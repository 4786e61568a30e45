//! JSONL logger: append-only line-delimited JSON activity records.
//!
//! Each line is a self-contained JSON object written with a single
//! `write_all`, so tailing processes never see interleaved partial lines.
//!
//! Degradation chain:
//! 1. Primary file path
//! 2. Optional fallback path
//! 3. stderr with `[DSG-JSONL]` prefix
//! 4. Silent discard (the guard must never fail because logging failed)

#![allow(missing_docs)]

use std::fs::{self, File, OpenOptions, rename};
use std::io::{self, BufWriter, Write};
use std::path::{Path, PathBuf};

use serde::{Deserialize, Serialize};

use crate::core::errors::{DsgError, Result};

/// Severity level for log events.
#[derive(Debug, Clone, Copy, PartialEq, Eq, Serialize, Deserialize)]
#[serde(rename_all = "lowercase")]
pub enum Severity {
    Info,
    Warning,
    Critical,
}

/// Event identifiers in the activity log.
#[derive(Debug, Clone, Copy, PartialEq, Eq, Serialize, Deserialize)]
#[serde(rename_all = "snake_case")]
pub enum EventType {
    GuardStart,
    ScanComplete,
    ScanFailed,
    EntrySkipped,
    CacheInvalidated,
    AdmissionAllowed,
    AdmissionDenied,
    /// Events lost to a full logger channel.
    LogDropped,
}

/// A single JSONL log entry; everything but `ts`, `event` and `severity` is optional.
#[derive(Debug, Clone, Serialize, Deserialize)]
pub struct LogEntry {
    /// RFC 3339 UTC timestamp.
    pub ts: String,
    pub event: EventType,
    pub severity: Severity,
    #[serde(skip_serializing_if = "Option::is_none")]
    pub path: Option<String>,
    /// Usage in bytes at the time of the event.
    #[serde(skip_serializing_if = "Option::is_none")]
    pub size: Option<u64>,
    #[serde(skip_serializing_if = "Option::is_none")]
    pub limit: Option<u64>,
    #[serde(skip_serializing_if = "Option::is_none")]
    pub files: Option<u64>,
    #[serde(skip_serializing_if = "Option::is_none")]
    pub skipped: Option<u64>,
    /// Operation kind for admission events, change event for invalidations.
    #[serde(skip_serializing_if = "Option::is_none")]
    pub operation: Option<String>,
    #[serde(skip_serializing_if = "Option::is_none")]
    pub duration_ms: Option<u64>,
    #[serde(skip_serializing_if = "Option::is_none")]
    pub error_code: Option<String>,
    #[serde(skip_serializing_if = "Option::is_none")]
    pub error_message: Option<String>,
    #[serde(skip_serializing_if = "Option::is_none")]
    pub details: Option<String>,
}

impl LogEntry {
    /// Create a new entry stamped with the current UTC time.
    pub fn new(event: EventType, severity: Severity) -> Self {
        Self {
            ts: format_utc_now(),
            event,
            severity,
            path: None,
            size: None,
            limit: None,
            files: None,
            skipped: None,
            operation: None,
            duration_ms: None,
            error_code: None,
            error_message: None,
            details: None,
        }
    }
}

#[derive(Debug, Clone, Copy, PartialEq, Eq)]
enum WriterState {
    Normal,
    Fallback,
    Stderr,
    Discard,
}

/// Configuration for the JSONL writer.
#[derive(Debug, Clone)]
pub struct JsonlConfig {
    pub path: PathBuf,
    pub fallback_path: Option<PathBuf>,
    /// Maximum file size before rotation. Default: 16 MiB.
    pub max_size_bytes: u64,
    /// Number of rotated files to keep. Default: 3.
    pub max_rotated_files: u32,
}

impl JsonlConfig {
    #[must_use]
    pub fn at(path: PathBuf) -> Self {
        Self {
            path,
            ..Self::default()
        }
    }
}

impl Default for JsonlConfig {
    fn default() -> Self {
        Self {
            path: PathBuf::from("/var/lib/dsg/activity.jsonl"),
            fallback_path: None,
            max_size_bytes: 16 * 1024 * 1024,
            max_rotated_files: 3,
        }
    }
}

/// Append-only JSONL log writer with rotation and fallback.
pub struct JsonlWriter {
    config: JsonlConfig,
    writer: Option<BufWriter<File>>,
    state: WriterState,
    bytes_written: u64,
}

impl JsonlWriter {
    /// Open the JSONL log file. Falls through the degradation chain on failure.
    pub fn open(config: JsonlConfig) -> Self {
        let mut w = Self {
            config,
            writer: None,
            state: WriterState::Discard,
            bytes_written: 0,
        };
        w.try_open_primary();
        w
    }

    /// Write a single log entry as one JSONL line.
    pub fn write_entry(&mut self, entry: &LogEntry) {
        let line = match serde_json::to_string(entry) {
            Ok(json) => format!("{json}\n"),
            Err(e) => {
                let _ = writeln!(io::stderr(), "[DSG-JSONL] serialize error: {e}");
                return;
            }
        };
        self.write_line(&line);
    }

    pub fn flush(&mut self) {
        if let Some(w) = self.writer.as_mut() {
            let _ = w.flush();
        }
    }

    /// Current degradation state.
    pub fn state(&self) -> &str {
        match self.state {
            WriterState::Normal => "normal",
            WriterState::Fallback => "fallback",
            WriterState::Stderr => "stderr",
            WriterState::Discard => "discard",
        }
    }

    fn write_line(&mut self, line: &str) {
        if self.bytes_written + line.len() as u64 > self.config.max_size_bytes
            && matches!(self.state, WriterState::Normal | WriterState::Fallback)
        {
            self.rotate();
        }

        match self.state {
            WriterState::Normal | WriterState::Fallback => {
                if let Some(w) = self.writer.as_mut() {
                    if w.write_all(line.as_bytes()).is_err() {
                        self.degrade();
                        self.write_line(line);
                        return;
                    }
                    self.bytes_written += line.len() as u64;
                } else {
                    self.degrade();
                    self.write_line(line);
                }
            }
            WriterState::Stderr => {
                let _ = write!(io::stderr(), "[DSG-JSONL] {line}");
            }
            WriterState::Discard => {}
        }
    }

    fn try_open_primary(&mut self) {
        match open_append(&self.config.path) {
            Ok((file, size)) => {
                self.writer = Some(BufWriter::new(file));
                self.state = WriterState::Normal;
                self.bytes_written = size;
            }
            Err(_) => self.try_open_fallback(),
        }
    }

    fn try_open_fallback(&mut self) {
        if let Some(fb) = &self.config.fallback_path
            && let Ok((file, size)) = open_append(fb)
        {
            let _ = writeln!(
                io::stderr(),
                "[DSG-JSONL] primary path failed, using fallback: {}",
                fb.display()
            );
            self.writer = Some(BufWriter::new(file));
            self.state = WriterState::Fallback;
            self.bytes_written = size;
            return;
        }
        self.state = WriterState::Stderr;
        let _ = writeln!(
            io::stderr(),
            "[DSG-JSONL] no writable log path, using stderr"
        );
    }

    fn degrade(&mut self) {
        self.writer = None;
        match self.state {
            WriterState::Normal => self.try_open_fallback(),
            WriterState::Fallback => self.state = WriterState::Stderr,
            WriterState::Stderr => self.state = WriterState::Discard,
            WriterState::Discard => {}
        }
    }

    fn rotate(&mut self) {
        if let Some(w) = self.writer.as_mut() {
            let _ = w.flush();
        }
        self.writer = None;

        let base = match self.state {
            WriterState::Normal => self.config.path.clone(),
            WriterState::Fallback => match &self.config.fallback_path {
                Some(p) => p.clone(),
                None => return,
            },
            _ => return,
        };

        // .N-1 → .N, …, current → .1; the oldest falls off the end.
        let _ = fs::remove_file(rotated_name(&base, self.config.max_rotated_files));
        for i in (1..self.config.max_rotated_files).rev() {
            let _ = rename(rotated_name(&base, i), rotated_name(&base, i + 1));
        }
        let _ = rename(&base, rotated_name(&base, 1));

        match open_append(&base) {
            Ok((file, _)) => {
                self.writer = Some(BufWriter::new(file));
                self.bytes_written = 0;
            }
            Err(_) => self.degrade(),
        }
    }
}

impl Drop for JsonlWriter {
    fn drop(&mut self) {
        self.flush();
    }
}

/// Open or create a file for appending. Returns `(File, current_size)`.
fn open_append(path: &Path) -> Result<(File, u64)> {
    if let Some(parent) = path.parent() {
        fs::create_dir_all(parent).map_err(|source| DsgError::io(parent, source))?;
    }
    let file = OpenOptions::new()
        .create(true)
        .append(true)
        .open(path)
        .map_err(|source| DsgError::io(path, source))?;
    let size = file.metadata().map(|m| m.len()).unwrap_or(0);
    Ok((file, size))
}

/// `activity.jsonl` → `activity.jsonl.3`.
fn rotated_name(base: &Path, index: u32) -> PathBuf {
    let mut name = base.as_os_str().to_owned();
    name.push(format!(".{index}"));
    PathBuf::from(name)
}

fn format_utc_now() -> String {
    chrono::Utc::now().to_rfc3339_opts(chrono::SecondsFormat::Millis, true)
}

#[cfg(test)]
mod tests {
    use super::*;

    fn config(path: PathBuf) -> JsonlConfig {
        JsonlConfig {
            path,
            fallback_path: None,
            max_size_bytes: 1024 * 1024,
            max_rotated_files: 3,
        }
    }

    #[test]
    fn write_entry_produces_valid_json_lines() {
        let dir = tempfile::tempdir().unwrap();
        let path = dir.path().join("activity.jsonl");
        let mut writer = JsonlWriter::open(config(path.clone()));

        let mut entry = LogEntry::new(EventType::AdmissionDenied, Severity::Warning);
        entry.operation = Some("upload".to_string());
        entry.size = Some(800);
        entry.limit = Some(700);
        writer.write_entry(&entry);
        writer.write_entry(&LogEntry::new(EventType::CacheInvalidated, Severity::Info));
        writer.flush();

        let contents = fs::read_to_string(&path).unwrap();
        let lines: Vec<&str> = contents.lines().collect();
        assert_eq!(lines.len(), 2);
        let parsed: serde_json::Value = serde_json::from_str(lines[0]).unwrap();
        assert_eq!(parsed["event"], "admission_denied");
        assert_eq!(parsed["severity"], "warning");
        assert_eq!(parsed["operation"], "upload");
        assert_eq!(parsed["limit"], 700);
    }

    #[test]
    fn optional_fields_omitted_when_none() {
        let dir = tempfile::tempdir().unwrap();
        let path = dir.path().join("sparse.jsonl");
        let mut writer = JsonlWriter::open(config(path.clone()));
        writer.write_entry(&LogEntry::new(EventType::GuardStart, Severity::Info));
        writer.flush();

        let line = fs::read_to_string(&path).unwrap();
        assert!(!line.contains("\"path\""));
        assert!(!line.contains("\"size\""));
        assert!(line.contains("\"ts\""));
    }

    #[test]
    fn rotation_shifts_files() {
        let dir = tempfile::tempdir().unwrap();
        let path = dir.path().join("rot.jsonl");
        let mut cfg = config(path.clone());
        cfg.max_size_bytes = 100;
        let mut writer = JsonlWriter::open(cfg);
        for _ in 0..10 {
            writer.write_entry(&LogEntry::new(EventType::ScanComplete, Severity::Info));
        }
        writer.flush();

        assert!(path.exists());
        assert!(rotated_name(&path, 1).exists());
        assert!(!rotated_name(&path, 4).exists());
    }

    #[test]
    fn fallback_when_primary_dir_unwritable() {
        let dir = tempfile::tempdir().unwrap();
        // A regular file where a directory is expected makes the primary unopenable.
        let blocker = dir.path().join("blocker");
        fs::write(&blocker, b"").unwrap();
        let fallback = dir.path().join("fallback.jsonl");
        let cfg = JsonlConfig {
            path: blocker.join("primary.jsonl"),
            fallback_path: Some(fallback.clone()),
            max_size_bytes: 1024 * 1024,
            max_rotated_files: 3,
        };
        let mut writer = JsonlWriter::open(cfg);

        assert_eq!(writer.state(), "fallback");
        writer.write_entry(&LogEntry::new(EventType::ScanFailed, Severity::Warning));
        writer.flush();
        assert!(!fs::read_to_string(&fallback).unwrap().is_empty());
    }

    #[test]
    fn stderr_when_nothing_is_writable() {
        let dir = tempfile::tempdir().unwrap();
        let blocker = dir.path().join("blocker");
        fs::write(&blocker, b"").unwrap();
        let writer = JsonlWriter::open(config(blocker.join("activity.jsonl")));
        assert_eq!(writer.state(), "stderr");
    }
}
■ ■ ■ ■ ■
§ Task to carry out
The answer must hold exactly the lines of the entries above, from the first line through the line that contains "3. stderr with", and no others.

§ Written answer
repository 4786e61568a30e45
//! JSONL logger: append-only line-delimited JSON activity records.
//!
//! Each line is a self-contained JSON object written with a single
//! `write_all`, so tailing processes never see interleaved partial lines.
//!
//! Degradation chain:
//! 1. Primary file path
//! 2. Optional fallback path
//! 3. stderr with `[DSG-JSONL]` prefix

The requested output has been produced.